STEP 6: When Wendy Says She's "Ready," Unwrap Your Condom and Place it Over Your Penis
If you need help on how to apply it, access the Childhood Memory Window and play back the time from junior high health class when you had to sit through that public service documentary on contraceptives.
STEP 7: Insert Your Penis into Wendy's Money Zone
WARNING: Inserting your penis into her money zone isn't as easy as it sounds, as you probably won't get it in on your first shot. More likely than not, you'll miss the mark and wind up jabbing her someplace much less desirable. This won't win you any points with Wendy (Life Points or otherwise), and you'll feel like a loser. We suggest you let her help, for she knows exactly where your penis needs to go. Guide her hand to your penis and soon thereafter you'll be inside Wendy's money zone.
ANOTHER WARNING: Chances are, as soon as you enter Wendy, your Arousal Meter will fill completely and immediately release, thus invoking a far too abbreviated end to the challenge.
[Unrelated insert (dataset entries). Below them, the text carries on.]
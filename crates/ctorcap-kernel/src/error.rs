//! Error types for capture, binding and reconstruction.

/// Errors arising while capturing, normalising or replaying a constructor call.
#[derive(Debug, thiserror::Error)]
pub enum SerializableError {
    /// The instance never completed initialisation capture.
    ///
    /// This is a precondition violation: the type's constructor forgot to
    /// record its call. Callers must not retry.
    #[error(
        "cannot {operation} uninitialized {type_name}; forgot to call \
         `ArgCapture::initialize_from_locals` in its constructor?"
    )]
    Uninitialized {
        operation: &'static str,
        type_name: &'static str,
    },

    /// The declared signature has a shape the capture model cannot replay.
    #[error("not supported: {0}")]
    NotSupported(String),

    /// The declared signature is malformed.
    #[error("invalid signature: {0}")]
    InvalidSignature(String),

    /// The call does not satisfy the declared signature.
    #[error(transparent)]
    Bind(#[from] BindError),

    /// A declared parameter is absent from the locals passed to normalisation.
    #[error("missing local for parameter `{name}`")]
    MissingLocal { name: String },

    /// A local exists but does not have the shape its parameter requires.
    #[error("invalid local for parameter `{name}`: {reason}")]
    InvalidLocal { name: String, reason: String },

    /// A constructor rejected one of its argument values.
    #[error("invalid argument `{name}`: {reason}")]
    InvalidArgument { name: String, reason: String },

    #[error("state encoding error: {0}")]
    Json(#[from] serde_json::Error),

    #[error("signature table error: {0}")]
    Toml(#[from] toml::de::Error),
}

impl SerializableError {
    /// Stable snake_case class for this error, used by fixture vectors.
    pub fn kind(&self) -> &'static str {
        match self {
            SerializableError::Uninitialized { .. } => "uninitialized",
            SerializableError::NotSupported(_) => "not_supported",
            SerializableError::InvalidSignature(_) => "invalid_signature",
            SerializableError::Bind(err) => err.kind(),
            SerializableError::MissingLocal { .. } => "missing_local",
            SerializableError::InvalidLocal { .. } => "invalid_local",
            SerializableError::InvalidArgument { .. } => "invalid_argument",
            SerializableError::Json(_) => "json",
            SerializableError::Toml(_) => "toml",
        }
    }

    pub(crate) fn invalid_argument(name: &str, reason: impl Into<String>) -> Self {
        SerializableError::InvalidArgument {
            name: name.to_string(),
            reason: reason.into(),
        }
    }
}

/// Failures of binding a raw call against a signature.
#[derive(Debug, Clone, PartialEq, Eq, thiserror::Error)]
pub enum BindError {
    #[error("too many positional arguments: expected at most {expected}, got {given}")]
    TooManyPositional { expected: usize, given: usize },

    #[error("missing a required argument: `{name}`")]
    MissingArgument { name: String },

    #[error("multiple values for argument `{name}`")]
    MultipleValues { name: String },

    #[error("got an unexpected keyword argument `{name}`")]
    UnexpectedKeyword { name: String },

    #[error("positional-only argument `{name}` passed as keyword")]
    PositionalOnlyAsKeyword { name: String },
}

impl BindError {
    pub fn kind(&self) -> &'static str {
        match self {
            BindError::TooManyPositional { .. } => "too_many_positional",
            BindError::MissingArgument { .. } => "missing_argument",
            BindError::MultipleValues { .. } => "multiple_values",
            BindError::UnexpectedKeyword { .. } => "unexpected_keyword",
            BindError::PositionalOnlyAsKeyword { .. } => "positional_only_as_keyword",
        }
    }
}
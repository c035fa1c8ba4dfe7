// Copyright (c) 2025 Fabstir
// SPDX-License-Identifier: BUSL-1.1
//! Detection request types and validation

use serde::{Deserialize, Serialize};

use crate::api::errors::ApiError;
use crate::modes::{Language, Mode};
use crate::orchestrator::DetectionError;
use crate::vision::image_utils::MAX_IMAGE_SIZE;

/// Largest accepted base64 payload, allowing for encoding overhead
const MAX_ENCODED_SIZE: usize = MAX_IMAGE_SIZE / 3 * 4 + 4;

fn require_image(image: &Option<String>) -> Result<&str, ApiError> {
    let image = image
        .as_deref()
        .filter(|s| !s.trim().is_empty())
        .ok_or_else(|| ApiError::ValidationError {
            field: "image".to_string(),
            message: "image is required".to_string(),
        })?;

    if image.len() > MAX_ENCODED_SIZE {
        return Err(ApiError::ValidationError {
            field: "image".to_string(),
            message: format!("image exceeds maximum size of {} bytes", MAX_IMAGE_SIZE),
        });
    }
    Ok(image)
}

fn parse_language(language: &Option<String>, default: Language) -> Result<Language, ApiError> {
    match language.as_deref() {
        None => Ok(default),
        Some(code) => code
            .parse()
            .map_err(|e: crate::modes::UnsupportedLanguage| {
                ApiError::UnsupportedLanguage(e.to_string())
            }),
    }
}

/// Request for a single-mode detection
#[derive(Debug, Clone, Serialize, Deserialize)]
#[serde(rename_all = "camelCase")]
pub struct DetectRequest {
    /// Base64-encoded image data, optionally a data URL
    #[serde(default)]
    pub image: Option<String>,

    /// One of scene, emotion, medicine, currency, text
    #[serde(default)]
    pub mode: Option<String>,

    /// Output language code; the node default when absent
    #[serde(default)]
    pub language: Option<String>,

    #[serde(default)]
    pub generate_audio: bool,
}

impl DetectRequest {
    /// Validate the request
    pub fn validate(&self) -> Result<(), ApiError> {
        require_image(&self.image)?;
        self.mode()?;
        Ok(())
    }

    pub fn image(&self) -> Result<&str, ApiError> {
        require_image(&self.image)
    }

    pub fn mode(&self) -> Result<Mode, ApiError> {
        let requested = self.mode.as_deref().ok_or_else(|| ApiError::ValidationError {
            field: "mode".to_string(),
            message: "mode is required".to_string(),
        })?;
        requested
            .parse()
            .map_err(|_| DetectionError::invalid_mode(requested).into())
    }

    pub fn language(&self, default: Language) -> Result<Language, ApiError> {
        parse_language(&self.language, default)
    }
}

/// Request to run every mode on one image
#[derive(Debug, Clone, Serialize, Deserialize)]
#[serde(rename_all = "camelCase")]
pub struct DetectAllRequest {
    #[serde(default)]
    pub image: Option<String>,

    #[serde(default)]
    pub language: Option<String>,
}

impl DetectAllRequest {
    pub fn validate(&self) -> Result<(), ApiError> {
        require_image(&self.image).map(|_| ())
    }

    pub fn image(&self) -> Result<&str, ApiError> {
        require_image(&self.image)
    }

    pub fn language(&self, default: Language) -> Result<Language, ApiError> {
        parse_language(&self.language, default)
    }
}
// Copyright (c) 2025 Fabstir
// SPDX-License-Identifier: BUSL-1.1
//! Banknote identification for Indonesian Rupiah, with a fallback for
//! foreign currency symbols

use regex::Regex;
use serde::Serialize;
use serde_json::json;
use std::collections::BTreeSet;
use std::ops::Range;
use std::sync::LazyLock;

use super::text_utils::{
    calculate_confidence, clamp_confidence, extract_numbers, extract_payload, keyword_spans,
    normalize_currency, words,
};
use super::types::{Language, Metadata, Mode, ModeDescriptor, ModeOutput, PostProcessError};
use super::ModeHandler;

/// Flat bonus on top of the shared confidence when a Rupiah note matched
const IDR_CONFIDENCE_BONUS: f32 = 0.2;
const MAX_FALLBACK_NUMBERS: usize = 3;

/// One Rupiah banknote
#[derive(Debug)]
pub struct Denomination {
    pub value: u64,
    pub value_text: &'static str,
    pub color_en: &'static str,
    pub color_id: &'static str,
    pub figure: &'static str,
    /// Spelled-out forms; numeric forms are matched on the value itself
    pub phrases: &'static [&'static str],
}

impl Denomination {
    fn color(&self, language: Language) -> &'static str {
        match language {
            Language::English => self.color_en,
            Language::Indonesian => self.color_id,
        }
    }
}

/// Notes in circulation, largest first
pub const IDR_DENOMINATIONS: &[Denomination] = &[
    Denomination {
        value: 100_000,
        value_text: "Rp 100.000",
        color_en: "red/pink",
        color_id: "merah/pink",
        figure: "Soekarno-Hatta",
        phrases: &["seratus ribu", "hundred thousand"],
    },
    Denomination {
        value: 75_000,
        value_text: "Rp 75.000",
        color_en: "red-white",
        color_id: "merah-putih",
        figure: "Kemerdekaan",
        phrases: &["tujuh puluh lima ribu", "seventy five thousand"],
    },
    Denomination {
        value: 50_000,
        value_text: "Rp 50.000",
        color_en: "blue",
        color_id: "biru",
        figure: "I Gusti Ngurah Rai",
        phrases: &["lima puluh ribu", "fifty thousand"],
    },
    Denomination {
        value: 20_000,
        value_text: "Rp 20.000",
        color_en: "green",
        color_id: "hijau",
        figure: "Otto Iskandar Dinata",
        phrases: &["dua puluh ribu", "twenty thousand"],
    },
    Denomination {
        value: 10_000,
        value_text: "Rp 10.000",
        color_en: "purple",
        color_id: "ungu",
        figure: "Frans Kaisiepo",
        phrases: &["sepuluh ribu", "ten thousand"],
    },
    Denomination {
        value: 5_000,
        value_text: "Rp 5.000",
        color_en: "brown",
        color_id: "coklat",
        figure: "Idham Chalid",
        phrases: &["lima ribu", "five thousand"],
    },
    Denomination {
        value: 2_000,
        value_text: "Rp 2.000",
        color_en: "gray",
        color_id: "abu-abu",
        figure: "M. Hoesni Thamrin",
        phrases: &["dua ribu", "two thousand"],
    },
    Denomination {
        value: 1_000,
        value_text: "Rp 1.000",
        color_en: "light green",
        color_id: "hijau muda",
        figure: "Tjut Meutia",
        phrases: &["seribu", "one thousand"],
    },
];

static RUPIAH_RE: LazyLock<Regex> =
    LazyLock::new(|| Regex::new(r"(?i)\brp\.?\s*(\d[\d.,]*)").unwrap());

/// Sen or dash fraction after a Rupiah amount: "Rp 50.000,00", "Rp 20.000,-"
static RUPIAH_FRACTION_RE: LazyLock<Regex> =
    LazyLock::new(|| Regex::new(r"(?i)(\brp\.?\s*\d[\d.]*),(?:\d{1,2}\b|-)").unwrap());

static FOREIGN_CURRENCIES: LazyLock<Vec<(&'static str, &'static str, Regex)>> =
    LazyLock::new(|| {
        vec![
            ("USD", "$", Regex::new(r"\$\s*\d[\d.,]*").unwrap()),
            ("EUR", "€", Regex::new(r"€\s*\d[\d.,]*").unwrap()),
            ("GBP", "£", Regex::new(r"£\s*\d[\d.,]*").unwrap()),
        ]
    });

#[derive(Debug, Clone, Serialize)]
pub struct ForeignAmount {
    pub currency: &'static str,
    pub value: String,
    pub symbol: &'static str,
}

/// Currency recognition for cash handling
pub struct CurrencyMode;

impl CurrencyMode {
    /// Rupiah notes mentioned in `text`, in table order, each at most once
    pub fn detect_idr(text: &str) -> Vec<&'static Denomination> {
        let whole = RUPIAH_FRACTION_RE.replace_all(text, "$1");
        let normalized = normalize_currency(&whole);

        let mut numbers: BTreeSet<u64> = extract_numbers(&normalized)
            .iter()
            .filter_map(|n| n.parse().ok())
            .collect();
        numbers.extend(
            RUPIAH_RE
                .captures_iter(&normalized)
                .filter_map(|c| c.get(1))
                .filter_map(|m| m.as_str().replace(['.', ','], "").parse::<u64>().ok()),
        );

        let tokens = words(text);
        let mut consumed: Vec<Range<usize>> = Vec::new();

        IDR_DENOMINATIONS
            .iter()
            .filter(|denom| {
                if numbers.contains(&denom.value) {
                    return true;
                }
                Self::claim_phrase(&tokens, denom.phrases, &mut consumed)
            })
            .collect()
    }

    /// Match a spelled-out amount whose words are not already part of a larger amount
    fn claim_phrase(tokens: &[String], phrases: &[&str], consumed: &mut Vec<Range<usize>>) -> bool {
        for phrase in phrases {
            let free = keyword_spans(tokens, phrase).into_iter().find(|span| {
                !consumed
                    .iter()
                    .any(|taken| span.start < taken.end && taken.start < span.end)
            });
            if let Some(span) = free {
                consumed.push(span);
                return true;
            }
        }
        false
    }

    pub fn detect_foreign(text: &str) -> Vec<ForeignAmount> {
        FOREIGN_CURRENCIES
            .iter()
            .flat_map(|(currency, symbol, re)| {
                let (currency, symbol) = (*currency, *symbol);
                re.find_iter(text).map(move |m| ForeignAmount {
                    currency,
                    value: m.as_str().trim_end_matches(['.', ',']).to_string(),
                    symbol,
                })
            })
            .collect()
    }

    fn format_idr(detected: &[&Denomination], language: Language) -> String {
        let parts: Vec<String> = detected
            .iter()
            .map(|d| match language {
                Language::English => format!("{} ({} color)", d.value_text, d.color_en),
                Language::Indonesian => format!("{} (warna {})", d.value_text, d.color_id),
            })
            .collect();

        let prefix = match language {
            Language::English => "Detected",
            Language::Indonesian => "Terdeteksi",
        };

        if detected.len() > 1 {
            let total: u64 = detected.iter().map(|d| d.value).sum();
            format!(
                "{}: {}. Total: Rp {}",
                prefix,
                parts.join(", "),
                group_thousands(total)
            )
        } else {
            format!("{}: {}", prefix, parts.join(", "))
        }
    }

    fn format_foreign(detected: &[ForeignAmount], language: Language) -> String {
        let parts: Vec<String> = detected
            .iter()
            .map(|d| format!("{} ({})", d.value, d.currency))
            .collect();
        match language {
            Language::English => format!("Foreign currency detected: {}", parts.join(", ")),
            Language::Indonesian => format!("Mata uang asing terdeteksi: {}", parts.join(", ")),
        }
    }

    fn format_fallback(text: &str, language: Language) -> String {
        let numbers: Vec<String> = extract_numbers(text)
            .into_iter()
            .take(MAX_FALLBACK_NUMBERS)
            .collect();

        match (numbers.is_empty(), language) {
            (false, Language::English) => format!("Numbers detected: {}", numbers.join(", ")),
            (false, Language::Indonesian) => format!("Angka terdeteksi: {}", numbers.join(", ")),
            (true, Language::English) => "Currency not detected.".to_string(),
            (true, Language::Indonesian) => "Mata uang tidak terdeteksi.".to_string(),
        }
    }

    fn suggestions(detected: &[&Denomination], language: Language) -> Vec<String> {
        let mut suggestions = vec![match language {
            Language::English => "Verify security features".to_string(),
            Language::Indonesian => "Periksa ciri-ciri keamanan uang".to_string(),
        }];
        if let Some(primary) = detected.first() {
            suggestions.push(match language {
                Language::English => format!("Primary color: {}", primary.color_en),
                Language::Indonesian => format!("Warna utama: {}", primary.color_id),
            });
        }
        suggestions
    }
}

/// 150000 -> "150.000"
fn group_thousands(value: u64) -> String {
    let digits = value.to_string();
    let mut grouped = String::with_capacity(digits.len() + digits.len() / 3);
    for (i, c) in digits.chars().enumerate() {
        if i > 0 && (digits.len() - i) % 3 == 0 {
            grouped.push('.');
        }
        grouped.push(c);
    }
    grouped
}

impl ModeHandler for CurrencyMode {
    fn descriptor(&self) -> ModeDescriptor {
        ModeDescriptor {
            mode: Mode::Currency,
            prompt: "<OCR>",
            description: "Identifies Indonesian Rupiah and other currencies",
        }
    }

    fn process(&self, raw_output: &str, language: Language) -> Result<ModeOutput, PostProcessError> {
        let text = extract_payload(raw_output, self.prompt())?;

        let idr = Self::detect_idr(&text);
        let foreign = Self::detect_foreign(&text);

        let output_text = if !idr.is_empty() {
            Self::format_idr(&idr, language)
        } else if !foreign.is_empty() {
            Self::format_foreign(&foreign, language)
        } else {
            Self::format_fallback(&text, language)
        };

        let mut confidence = calculate_confidence(&text, idr.len() + foreign.len());
        if !idr.is_empty() {
            confidence = clamp_confidence(confidence + IDR_CONFIDENCE_BONUS);
        }

        let idr_detected: Vec<serde_json::Value> = idr
            .iter()
            .map(|d| {
                json!({
                    "denomination": d.value,
                    "value_text": d.value_text,
                    "color": d.color(language),
                    "color_en": d.color_en,
                    "color_id": d.color_id,
                    "figure": d.figure,
                })
            })
            .collect();
        let total_idr: u64 = idr.iter().map(|d| d.value).sum();

        let mut metadata = Metadata::new();
        metadata.insert("idr_detected".to_string(), json!(idr_detected));
        metadata.insert("other_detected".to_string(), json!(foreign));
        metadata.insert("total_idr".to_string(), json!(total_idr));
        metadata.insert("count".to_string(), json!(idr.len() + foreign.len()));

        Ok(ModeOutput {
            text: output_text,
            confidence,
            raw_output: raw_output.to_string(),
            metadata,
            suggestions: Self::suggestions(&idr, language),
            translatable: false,
        })
    }
}
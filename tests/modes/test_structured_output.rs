// Copyright (c) 2025 Fabstir
// SPDX-License-Identifier: BUSL-1.1

//! Backends that answer with a JSON object keyed by task prompt

use dara_node::modes::{fallback_output, handler_for, Language, Mode, PostProcessError};

#[test]
fn test_payload_read_from_own_prompt_key() {
    let raw = r#"{"<OCR>": "Rp 5.000</s>", "<CAPTION>": "ignored"}"#;
    let out = handler_for(Mode::Currency)
        .process(raw, Language::English)
        .unwrap();
    assert_eq!(out.metadata["total_idr"], 5000);
    assert_eq!(out.raw_output, raw);
}

#[test]
fn test_single_entry_used_whatever_its_key() {
    let out = handler_for(Mode::Scene)
        .process(r#"{"<DETAILED_CAPTION>": "An open door"}"#, Language::English)
        .unwrap();
    assert_eq!(out.text, "An open door");
}

#[test]
fn test_malformed_payloads_are_errors() {
    let handler = handler_for(Mode::Text);
    assert!(matches!(
        handler.process("{not json}", Language::English),
        Err(PostProcessError::MalformedOutput { .. })
    ));
    assert!(matches!(
        handler.process(r#"{"<CAPTION>": "a", "<OD>": "b"}"#, Language::English),
        Err(PostProcessError::MissingTaskKey { .. })
    ));
}

#[test]
fn test_fallback_keeps_cleaned_raw_text() {
    let raw = "{not json}</s>";
    let err = handler_for(Mode::Medicine)
        .process(raw, Language::English)
        .unwrap_err();
    let out = fallback_output(raw, &err);

    assert_eq!(out.text, "{not json}");
    assert_eq!(out.raw_output, raw);
    assert_eq!(out.metadata["post_processed"], false);
    assert!(out.suggestions.is_empty());
}

#[test]
fn test_braces_inside_plain_text_are_not_structured() {
    let out = handler_for(Mode::Text)
        .process("Menu {special} today", Language::English)
        .unwrap();
    assert_eq!(out.text, "Menu {special} today");
}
You'll earn five of the possible ten Life Points and move on with Your Life, but it's a somewhat embarrassing way to end things.
TIP: Again, like earlier, thoughts of forest creatures, poor people, and that economics exam will help stave off an early climax. Also, if you lost the "Don't Walk in on Your Parents Having Sex" mini game back in Level III: Your Childhood, feel free to call up your Childhood Memory Window to relive that mortifying moment again. For every minute you can keep from climaxing, you'll earn an additional Life Point. Five minutes of fully engaged intercourse will net you all ten Life points and Wendy's undying gratitude.
STILL ANOTHER WARNING:
However long it lasts, don't expect the sex to be great. It's extremely difficult to master the humping rhythm on the controls [strong, circular, thrusting presses on the ANALOG A-PAD and B-PADs] while trying to conjure up unsexy thoughts. In addition, Wendy's futon frame will be rickety, so there's an ever-present fear that the frame will collapse as you bang away at one another. However, the object here is not to have great sex or good sex or even average sex; the object is simply to have sex, so even though you won't be writing a new chapter of the
, you'll achieve your purpose. So be proud of it!
ONE LAST TIP: Wendy won't be much of post-coital snuggler, which some gamers find disappointing, but rushing out immediately isn't the gentlemanly thing to do. Eventually, she'll yawn and say she has to get up early in the morning, and you can take that as a sign that you can leave. 4
1- We'll go ahead and apologize immediately for this line. We don't mean to be crass, but frankly, given how this challenge unfolds, you haven't seen nothin'.
2- For reasons we don't wish to get into, we are ill at ease with the word vagina, so from here on out we're going to refer to the female reproductive organ as the money zone.
3- In fact, Mom, if you're reading this, we think it best if you go ahead and skip to the next challenge now. Nothing good will come out of you continuing on with this challenge. If you're stuck in this part of the game, just have Dad or Derrick finish it for you. Actually, come to think of it, you should have them do the next challenge ("Getting Your Freak On at Spring Break") as well.
4- Things with Wendy will never really be the same. Shortly thereafter, she'll quit her job at the college copy center and you'll fall completely out of touch. You might run into her at a party or Ultimate Frisbee tournament and exchange pleasantries, but neither of you will want to be reminded of the awkward mercenary virginity-destroying sex you shared, so the meeting will be as quick and painless as the two of you can make it.